Bill Fisher liamfisher at gmail.com
Mon Feb 28 16:35:36 PST 2005


On Mon, 28 Feb 2005 07:02:09 -0500, Phil Troy / G. Tacitus Adamantius
<adamantius.magister at verizon.net> wrote:
> I think what you're describing is a phenomenon that doesn't
> necessarily translate into a universal trend throughout history.
> Coffee-houses were in vogue among the upper classes in the
> seventeenth and eighteenth centuries, probably because coffee was not
> something the working classes trusted or could afford. There's an
> interesting reversal of the social order in the nineteenth century,
> where Joe Average stopped hanging out [as much] in the alehouse and
> started drinking tea and coffee and cocoa, and that, as much at home,
> or more so, as at shops dedicated for that purpose.
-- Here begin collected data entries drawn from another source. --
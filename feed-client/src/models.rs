use chrono::{DateTime, Utc};
use serde::{Deserialize, Serialize};

#[derive(Debug, Clone, PartialEq, Serialize, Deserialize)]
#[serde(rename_all = "camelCase")]
/// Автор статьи.
pub struct Author {
    /// Идентификатор автора.
    pub id: String,
    /// Имя автора.
    pub name: String,
    /// Ссылка на аватар.
    pub avatar_url: String,
    /// Имя файла аватара в хранилище.
    #[serde(default)]
    pub avatar_filename: Option<String>,
    /// Ссылка на страницу автора.
    #[serde(default)]
    pub page_url: Option<String>,
    /// Дата и время создания записи (UTC).
    pub created_at: DateTime<Utc>,
    /// Дата и время последнего обновления записи (UTC).
    pub updated_at: DateTime<Utc>,
}

#[derive(Debug, Clone, PartialEq, Serialize, Deserialize)]
#[serde(rename_all = "camelCase")]
/// Статья ленты.
pub struct Article {
    /// Идентификатор статьи.
    pub id: String,
    /// Идентификатор автора.
    #[serde(rename = "authorID")]
    pub author_id: String,
    /// Тег-индекс статьи, по нему работает поиск.
    pub tag: String,
    /// Заголовок.
    pub title: String,
    /// Ссылка на оригинал статьи.
    #[serde(default)]
    pub href: Option<String>,
    /// Ссылка на обложку.
    pub image_url: String,
    /// Имя файла обложки в хранилище.
    #[serde(default)]
    pub image_filename: Option<String>,
    /// Дата публикации (UTC).
    pub posted_at: DateTime<Utc>,
    /// Время чтения, например `"5 min read"`.
    #[serde(default)]
    pub read_duration: String,
    /// Дата и время создания записи (UTC).
    pub created_at: DateTime<Utc>,
    /// Дата и время последнего обновления записи (UTC).
    pub updated_at: DateTime<Utc>,
    /// Автор, если сервер вложил его в ответ.
    #[serde(default)]
    pub author: Option<Author>,
}

#[derive(Debug, Clone, PartialEq, Serialize, Deserialize)]
/// Количество статей, опубликованных за один день.
pub struct CountArticle {
    /// День в том виде, в каком его прислал сервер.
    pub date: String,
    /// Число статей за день.
    pub count: u64,
}

#[derive(Debug, Clone, Default, PartialEq, Serialize, Deserialize)]
#[serde(rename_all = "camelCase")]
/// Курсоры пагинации из ответа сервера.
///
/// Курсоры непрозрачны: клиент передаёт их обратно без изменений.
pub struct Pagination {
    /// Курсор следующей страницы.
    #[serde(default)]
    pub next_cursor: Option<String>,
    /// Курсор предыдущей страницы.
    #[serde(default)]
    pub prev_cursor: Option<String>,
    /// Размер страницы, применённый сервером.
    #[serde(default)]
    pub limit: Option<u32>,
    /// Число записей в текущей странице.
    #[serde(default)]
    pub count: Option<u32>,
    /// Всего дней со статьями (только для сводки по дням).
    #[serde(default)]
    pub total_days: Option<u64>,
}

impl Pagination {
    /// Курсор следующей страницы, если он непустой.
    pub fn next(&self) -> Option<&str> {
        self.next_cursor.as_deref().filter(|cursor| !cursor.is_empty())
    }

    /// Курсор предыдущей страницы, если он непустой.
    pub fn prev(&self) -> Option<&str> {
        self.prev_cursor.as_deref().filter(|cursor| !cursor.is_empty())
    }
}

#[derive(Debug, Clone, PartialEq, Serialize, Deserialize)]
/// Конверт ответа: данные страницы и курсоры.
pub struct Page<T> {
    /// Статус ответа (`"success"`).
    #[serde(default)]
    pub status: Option<String>,
    /// Записи текущей страницы.
    pub data: Vec<T>,
    /// Курсоры; пустые, если сервер их не прислал.
    #[serde(default)]
    pub pagination: Pagination,
}

impl<T> Default for Page<T> {
    fn default() -> Self {
        Self {
            status: None,
            data: Vec::new(),
            pagination: Pagination::default(),
        }
    }
}

/// Страница статей.
pub type ArticlesPage = Page<Article>;
/// Страница сводки «статей за день».
pub type DayCountPage = Page<CountArticle>;

#[cfg(test)]
mod tests {
    use super::*;

    const ARTICLE_JSON: &str = r#"{
        "id": "7b1c",
        "authorID": "a-1",
        "tag": "a23",
        "title": "Bitcoin halving",
        "href": "https://hackernoon.com/bitcoin-halving",
        "imageUrl": "https://cdn.example.com/a.png?w=300",
        "imageFilename": "a.png",
        "postedAt": "2024-03-02T00:00:00Z",
        "readDuration": "5 min read",
        "createdAt": "2024-03-02T10:00:00Z",
        "updatedAt": "2024-03-02T10:00:00Z",
        "author": {
            "id": "a-1",
            "name": "satoshi",
            "avatarUrl": "https://cdn.example.com/s.png",
            "pageUrl": "https://hackernoon.com/u/satoshi",
            "createdAt": "2024-01-01T00:00:00Z",
            "updatedAt": "2024-01-01T00:00:00Z"
        }
    }"#;

    #[test]
    fn article_deserializes_camel_case_fields() {
        let article: Article = serde_json::from_str(ARTICLE_JSON).expect("article should parse");
        assert_eq!(article.author_id, "a-1");
        assert_eq!(article.tag, "a23");
        assert_eq!(article.read_duration, "5 min read");
        let author = article.author.expect("author embedded");
        assert_eq!(author.name, "satoshi");
        assert!(author.avatar_filename.is_none());
    }

    #[test]
    fn page_without_pagination_uses_empty_cursors() {
        let raw = r#"{"status":"success","data":[]}"#;
        let page: ArticlesPage = serde_json::from_str(raw).expect("page should parse");
        assert!(page.data.is_empty());
        assert_eq!(page.pagination, Pagination::default());
    }

    #[test]
    fn day_count_page_reads_pagination_fields() {
        let raw = r#"{
            "status": "success",
            "data": [{"date": "2024-01-05", "count": 12}],
            "pagination": {"limit": 20, "nextCursor": "2024-01-05", "totalDays": 300, "count": 1}
        }"#;
        let page: DayCountPage = serde_json::from_str(raw).expect("page should parse");
        assert_eq!(page.data[0].count, 12);
        assert_eq!(page.pagination.next(), Some("2024-01-05"));
        assert_eq!(page.pagination.total_days, Some(300));
    }

    #[test]
    fn empty_cursor_is_treated_as_missing() {
        let pagination = Pagination {
            next_cursor: Some(String::new()),
            ..Pagination::default()
        };
        assert!(pagination.next().is_none());
    }
}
Yeah, I don't have the precise time-line in my head for it yet, I just
know that it happened.  The big events that caused the reversal were
the formal "tea gardens," which were open to lord and commoner alike
and they could mix socially with no repercussions.

Also it was at this time that coffee and tea production were starting 
in the new world and india respectively, and prices were starting to
drop on these items.  Cocoa would be a natural extension of the new
world coffee trade.  

> There's a book somewhere on my shelves about the bumpy rise of
> coffee, tea, chocolate and tobacco, but after a quick check I don't
> see it. I think it's called "Forbidden Pleasures"...
> 
> Adamantius

Cool, I'll see if I can find a copy, it sounds interesting.